From the records below, give the number of lines that include the word "AttackRoller". Add no other words.

Stored data:
*** Begin section ***
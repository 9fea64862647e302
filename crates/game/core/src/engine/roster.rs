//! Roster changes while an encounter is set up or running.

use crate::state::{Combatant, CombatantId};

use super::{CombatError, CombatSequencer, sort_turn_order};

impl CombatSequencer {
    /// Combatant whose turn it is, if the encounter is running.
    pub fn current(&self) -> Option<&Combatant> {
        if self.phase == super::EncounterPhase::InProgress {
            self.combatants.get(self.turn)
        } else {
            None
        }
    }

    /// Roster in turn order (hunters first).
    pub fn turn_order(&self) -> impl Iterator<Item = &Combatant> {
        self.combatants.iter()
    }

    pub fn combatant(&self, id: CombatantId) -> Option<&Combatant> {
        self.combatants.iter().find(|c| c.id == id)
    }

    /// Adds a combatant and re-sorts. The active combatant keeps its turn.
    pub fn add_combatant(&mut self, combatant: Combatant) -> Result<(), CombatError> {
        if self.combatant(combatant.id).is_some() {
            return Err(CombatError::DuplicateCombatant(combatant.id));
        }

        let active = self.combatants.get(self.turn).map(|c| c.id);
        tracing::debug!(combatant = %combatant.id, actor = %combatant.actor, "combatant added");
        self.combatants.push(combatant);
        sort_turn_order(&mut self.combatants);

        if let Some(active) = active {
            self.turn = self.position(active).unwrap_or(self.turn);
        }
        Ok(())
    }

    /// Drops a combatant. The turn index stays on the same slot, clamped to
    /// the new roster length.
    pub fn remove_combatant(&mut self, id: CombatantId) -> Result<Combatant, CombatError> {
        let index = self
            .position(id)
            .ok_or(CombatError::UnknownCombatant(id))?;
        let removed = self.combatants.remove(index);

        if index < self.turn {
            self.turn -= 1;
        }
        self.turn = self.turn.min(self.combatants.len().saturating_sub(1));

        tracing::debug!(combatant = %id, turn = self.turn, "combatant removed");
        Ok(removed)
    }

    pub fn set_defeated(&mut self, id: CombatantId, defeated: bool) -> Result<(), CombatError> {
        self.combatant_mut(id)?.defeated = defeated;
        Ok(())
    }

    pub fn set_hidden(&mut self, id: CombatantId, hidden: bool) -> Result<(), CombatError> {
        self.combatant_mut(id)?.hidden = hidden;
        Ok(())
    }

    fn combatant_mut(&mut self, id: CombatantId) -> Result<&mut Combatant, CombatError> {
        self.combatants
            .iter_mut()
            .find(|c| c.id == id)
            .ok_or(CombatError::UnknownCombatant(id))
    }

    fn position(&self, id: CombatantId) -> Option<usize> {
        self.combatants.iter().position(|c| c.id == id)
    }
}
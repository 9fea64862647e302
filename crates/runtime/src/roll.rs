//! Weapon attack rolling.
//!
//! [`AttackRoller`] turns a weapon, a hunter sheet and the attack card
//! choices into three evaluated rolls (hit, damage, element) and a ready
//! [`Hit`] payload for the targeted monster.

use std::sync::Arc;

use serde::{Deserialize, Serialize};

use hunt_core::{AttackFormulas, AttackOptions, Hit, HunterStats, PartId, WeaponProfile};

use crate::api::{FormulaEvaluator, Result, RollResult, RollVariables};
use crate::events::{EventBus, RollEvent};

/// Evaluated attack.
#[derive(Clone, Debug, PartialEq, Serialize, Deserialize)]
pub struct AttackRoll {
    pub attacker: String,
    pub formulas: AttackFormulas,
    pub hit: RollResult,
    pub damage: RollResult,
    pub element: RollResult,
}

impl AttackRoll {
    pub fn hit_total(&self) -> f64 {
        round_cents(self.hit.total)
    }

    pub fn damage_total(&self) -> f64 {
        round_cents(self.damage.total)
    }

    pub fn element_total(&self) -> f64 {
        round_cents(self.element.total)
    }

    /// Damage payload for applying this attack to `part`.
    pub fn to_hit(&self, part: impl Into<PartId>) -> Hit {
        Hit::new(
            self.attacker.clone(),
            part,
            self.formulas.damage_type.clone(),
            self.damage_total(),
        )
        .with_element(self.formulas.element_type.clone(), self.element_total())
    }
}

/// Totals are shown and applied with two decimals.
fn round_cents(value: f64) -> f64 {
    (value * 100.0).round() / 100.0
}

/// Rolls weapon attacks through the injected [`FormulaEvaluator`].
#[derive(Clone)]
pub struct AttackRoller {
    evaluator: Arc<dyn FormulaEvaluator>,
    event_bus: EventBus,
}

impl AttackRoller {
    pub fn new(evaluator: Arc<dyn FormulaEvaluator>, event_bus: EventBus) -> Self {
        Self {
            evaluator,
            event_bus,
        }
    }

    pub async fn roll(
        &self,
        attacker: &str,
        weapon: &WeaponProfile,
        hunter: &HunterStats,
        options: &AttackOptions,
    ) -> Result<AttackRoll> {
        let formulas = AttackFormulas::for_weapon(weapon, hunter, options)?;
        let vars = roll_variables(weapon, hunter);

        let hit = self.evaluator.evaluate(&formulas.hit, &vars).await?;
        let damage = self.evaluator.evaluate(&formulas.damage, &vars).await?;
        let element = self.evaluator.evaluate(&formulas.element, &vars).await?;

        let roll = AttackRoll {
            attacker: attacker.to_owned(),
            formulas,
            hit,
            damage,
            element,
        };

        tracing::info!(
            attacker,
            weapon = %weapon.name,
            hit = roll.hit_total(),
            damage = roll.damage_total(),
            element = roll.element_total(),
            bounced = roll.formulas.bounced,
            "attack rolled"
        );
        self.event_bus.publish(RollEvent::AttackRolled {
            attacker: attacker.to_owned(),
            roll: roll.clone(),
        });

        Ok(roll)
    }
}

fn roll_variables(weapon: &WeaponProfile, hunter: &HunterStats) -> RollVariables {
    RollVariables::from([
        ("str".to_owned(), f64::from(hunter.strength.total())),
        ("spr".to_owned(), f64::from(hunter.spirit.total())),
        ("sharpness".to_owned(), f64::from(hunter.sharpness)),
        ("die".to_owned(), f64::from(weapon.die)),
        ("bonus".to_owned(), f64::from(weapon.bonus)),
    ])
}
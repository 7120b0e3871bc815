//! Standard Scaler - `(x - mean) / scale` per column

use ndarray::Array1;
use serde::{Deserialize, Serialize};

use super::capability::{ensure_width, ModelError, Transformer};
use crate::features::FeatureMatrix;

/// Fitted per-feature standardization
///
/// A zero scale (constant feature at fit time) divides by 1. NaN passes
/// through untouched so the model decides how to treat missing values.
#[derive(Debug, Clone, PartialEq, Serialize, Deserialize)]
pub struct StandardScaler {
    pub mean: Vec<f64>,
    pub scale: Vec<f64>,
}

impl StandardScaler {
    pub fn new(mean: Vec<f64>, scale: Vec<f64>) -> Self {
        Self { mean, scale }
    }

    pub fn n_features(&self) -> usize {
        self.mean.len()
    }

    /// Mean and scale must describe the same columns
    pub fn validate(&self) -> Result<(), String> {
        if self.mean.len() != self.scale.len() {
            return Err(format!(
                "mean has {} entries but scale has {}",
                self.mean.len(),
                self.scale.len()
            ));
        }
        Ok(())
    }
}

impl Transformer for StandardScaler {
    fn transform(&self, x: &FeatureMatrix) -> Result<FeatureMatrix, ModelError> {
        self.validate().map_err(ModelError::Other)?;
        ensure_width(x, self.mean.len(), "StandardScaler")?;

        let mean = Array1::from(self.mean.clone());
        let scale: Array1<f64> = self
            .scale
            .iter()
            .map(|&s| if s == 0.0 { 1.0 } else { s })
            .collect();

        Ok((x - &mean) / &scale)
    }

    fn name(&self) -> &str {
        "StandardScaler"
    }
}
*** End section ***
*** Begin section ***
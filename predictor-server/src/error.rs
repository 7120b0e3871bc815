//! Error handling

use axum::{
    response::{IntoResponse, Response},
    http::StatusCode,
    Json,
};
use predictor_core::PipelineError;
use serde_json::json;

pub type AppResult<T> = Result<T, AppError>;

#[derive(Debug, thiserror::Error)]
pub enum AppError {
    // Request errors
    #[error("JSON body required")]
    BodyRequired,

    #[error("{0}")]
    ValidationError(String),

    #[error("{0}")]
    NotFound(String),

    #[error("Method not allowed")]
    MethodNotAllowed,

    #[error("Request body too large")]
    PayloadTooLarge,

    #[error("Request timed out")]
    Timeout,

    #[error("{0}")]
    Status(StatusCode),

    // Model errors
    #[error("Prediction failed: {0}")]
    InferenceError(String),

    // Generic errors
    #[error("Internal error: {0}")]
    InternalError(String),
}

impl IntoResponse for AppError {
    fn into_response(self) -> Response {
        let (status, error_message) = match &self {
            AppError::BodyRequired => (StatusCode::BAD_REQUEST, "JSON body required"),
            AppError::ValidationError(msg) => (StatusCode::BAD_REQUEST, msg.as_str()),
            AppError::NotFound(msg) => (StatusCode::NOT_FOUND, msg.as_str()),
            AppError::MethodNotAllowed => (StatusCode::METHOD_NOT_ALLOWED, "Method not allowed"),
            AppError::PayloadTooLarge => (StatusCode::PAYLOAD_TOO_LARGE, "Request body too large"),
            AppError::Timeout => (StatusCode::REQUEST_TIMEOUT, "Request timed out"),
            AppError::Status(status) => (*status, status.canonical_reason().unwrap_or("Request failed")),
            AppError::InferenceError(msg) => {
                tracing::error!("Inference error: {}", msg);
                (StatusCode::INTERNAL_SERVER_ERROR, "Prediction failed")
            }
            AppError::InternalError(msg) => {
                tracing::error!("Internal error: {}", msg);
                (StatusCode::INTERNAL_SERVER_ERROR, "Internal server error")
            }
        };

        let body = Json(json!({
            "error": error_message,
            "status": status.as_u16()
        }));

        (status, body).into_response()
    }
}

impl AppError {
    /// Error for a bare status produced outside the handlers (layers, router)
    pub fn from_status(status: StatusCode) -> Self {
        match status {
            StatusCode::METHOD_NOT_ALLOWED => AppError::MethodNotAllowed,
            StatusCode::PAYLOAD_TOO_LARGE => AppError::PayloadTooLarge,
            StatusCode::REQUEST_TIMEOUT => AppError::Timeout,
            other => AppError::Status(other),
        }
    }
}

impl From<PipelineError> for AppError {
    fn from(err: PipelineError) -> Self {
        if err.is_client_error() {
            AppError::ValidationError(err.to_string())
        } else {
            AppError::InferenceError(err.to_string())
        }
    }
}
*** End section ***
◆ RESPONSE:
3